Still no running game, but plenty of Mario
Texans ensure that no fantasy players will ever draft Matt Leinart
The artistry of the night came courtesy of Matt Schaub and his almost ho-hum surgical 5-of-6 passing performance that included a 44-yard touchdown toss to Andre Johnson, who couldn't have been more open if a corpse flower was assigned to cover him. The horror of the night arrived in rookie running back Ben Tate's limp off the field, the realization that his season is now in serious doubt and the truth that the Houston Texans' running game (check out that Steve Slaton goal-line fumble!) now looks like it always looks: Problematic.
But the real story of the Texans' first preseason game was a first-string defense that made Arizona Cardinals quarterback Matt Leinart appear to be as confident as a Michael Cera movie character.
The Texans D thoroughly dominated the Cardinals' offensive starters as Leinart showed anyone watching why no fantasy football geek in his right mind wants this guy as their starting quarterback. It seems like another life ago, but Leinart was once the biggest USC golden boy going, a seemingly surefire NFL star.
Now ... he'll be lucky to have David Carr's career.
Leniart's final stat line doesn't look that bad: 6-for-7 passing for 49 yards. But his biggest completion of the night was a high throw that almost killed Larry Fitzgerald (the best receiver in football, sorry Andre honks, it's true). He also fumbled a tailback handoff and left the game with his team trailing 10-0.
In fact, Leniart came about as close to scoring as your average BlackBerry user.
He just looks lost. Of course, Mario Williams contributed to Leinart's sense of confusion by sacking him twice, once driving Cardinals tackle Ben Keith backwards, right into the quarterback.
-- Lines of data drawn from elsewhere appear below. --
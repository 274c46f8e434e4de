/// Reassembles server-sent event frames from arbitrary byte chunks.
#[derive(Debug, Default)]
pub(super) struct SseBuffer {
    buffer: String,
}

impl SseBuffer {
    pub(super) fn new() -> Self {
        Self {
            buffer: String::new(),
        }
    }

    pub(super) fn push_chunk(&mut self, chunk: &[u8]) {
        self.buffer.push_str(&String::from_utf8_lossy(chunk));
    }

    /// Pop the next complete `\n\n`-terminated event block, if any.
    pub(super) fn next_event_block(&mut self) -> Option<String> {
        let boundary = self.buffer.find("\n\n")?;
        let remaining = self.buffer.split_off(boundary + 2);
        let event_block = std::mem::take(&mut self.buffer);
        self.buffer = remaining;
        Some(event_block)
    }
}

/// Extract the payloads of `data: ` lines from one event block.
pub(super) fn data_lines(event_block: &str) -> Vec<&str> {
    event_block
        .lines()
        .filter_map(|line| line.strip_prefix("data: "))
        .collect()
}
This defensive effort (and not the always reliable Schaub) are the reason to be excited about this game, which ended in a 19-16 fourth and fifth-string future-cuts produced loss that means absolutely nothing (only the truly clueless still put NFL preseason game final scores into headlines). Williams looked quicker than he did almost all of last season.
Of course, he was playing against the Cardinals and Leinart, who possess the quarterback reflexes of an 80-year-old man.
Then after the game, Leinart showed his usual class by slinking off without doing any interviews (in the preseason). That's Trojan class.
Meaningless game No. 1 provided many reasons for Texan fans to give thanks. Not the least being that they're not stuck cheering for the Cardinals.